In response to the growing unrest, on 4th April, Attorney-General Peter Nyombi invoked Section 56 of the Penal Code Act to ban A4C as an ‘unlawful society’. The move was seen by many as unusual, given that in recent years Section 56 (which is an old colonial law) has only been invoked in relation to religious cults, and not in reference to large-scale political organizations. In this sense, Besigye himself was probably correct in his later assessment that the Attorney-General’s move demonstrated just how seriously the authorities are now taking the opposition threat. 

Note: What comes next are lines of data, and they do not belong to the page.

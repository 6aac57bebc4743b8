//! Command-line interface for the gridmatch demo driver.

use clap::{Parser, Subcommand, ValueEnum};

/// Gridmatch - two-player networked tic-tac-toe core.
#[derive(Debug, Parser)]
#[command(name = "gridmatch", version, about)]
pub struct Cli {
    /// Subcommand to run.
    #[command(subcommand)]
    pub command: Command,
}

/// Available commands.
#[derive(Debug, Subcommand)]
pub enum Command {
    /// Play a scripted match between two simulated clients over the
    /// in-memory store and print boards and settled stats.
    Demo {
        /// How the scripted match ends.
        #[arg(long, value_enum, default_value_t = Scenario::Win)]
        scenario: Scenario,
    },
}

/// Ending of the scripted demo match.
#[derive(Debug, Clone, Copy, PartialEq, Eq, ValueEnum)]
pub enum Scenario {
    /// X takes the top row.
    Win,
    /// The board fills with no line.
    Draw,
    /// O concedes after two moves.
    Resign,
}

However, the formal banning of A4C seems unlikely to lead to a decline in the opposition’s protests, at least in the short term. Just one day after the ban came into effect, Besigye held another rally at the Kololo Independence Grounds, in Kampala. On 18th April, the opposition leader – along with Kampala Lord Mayor Erias Lukwago (who is another senior figure within the A4C organization) – then attempted another protest at Nakasero Market. Although Besigye and Lukwago claimed that they were only trying to have lunch at the market, the authorities barred the pair’s entry into the site, and this once again resulting in violence. In the ensuing fracas, a number of people, including a 12-year old girl, were injured. Finally, on 20th April, Ingrid Turinawe was arrested as she attempted to reach an opposition rally just outside the capital. In a strange twist, TV footage of the arrest clearly showed a male riot policeman gripping Turinawe’s right breast as she was pulled out of her vehicle. The footage resulted in complaints from human- and women’s- rights organizations, and subsequently led to female FDC supporters protesting topless in central Kampala (for which they were also arrested). The policeman involved was eventually suspended for his actions.

Footage of Turinawe's arrest can be seen here...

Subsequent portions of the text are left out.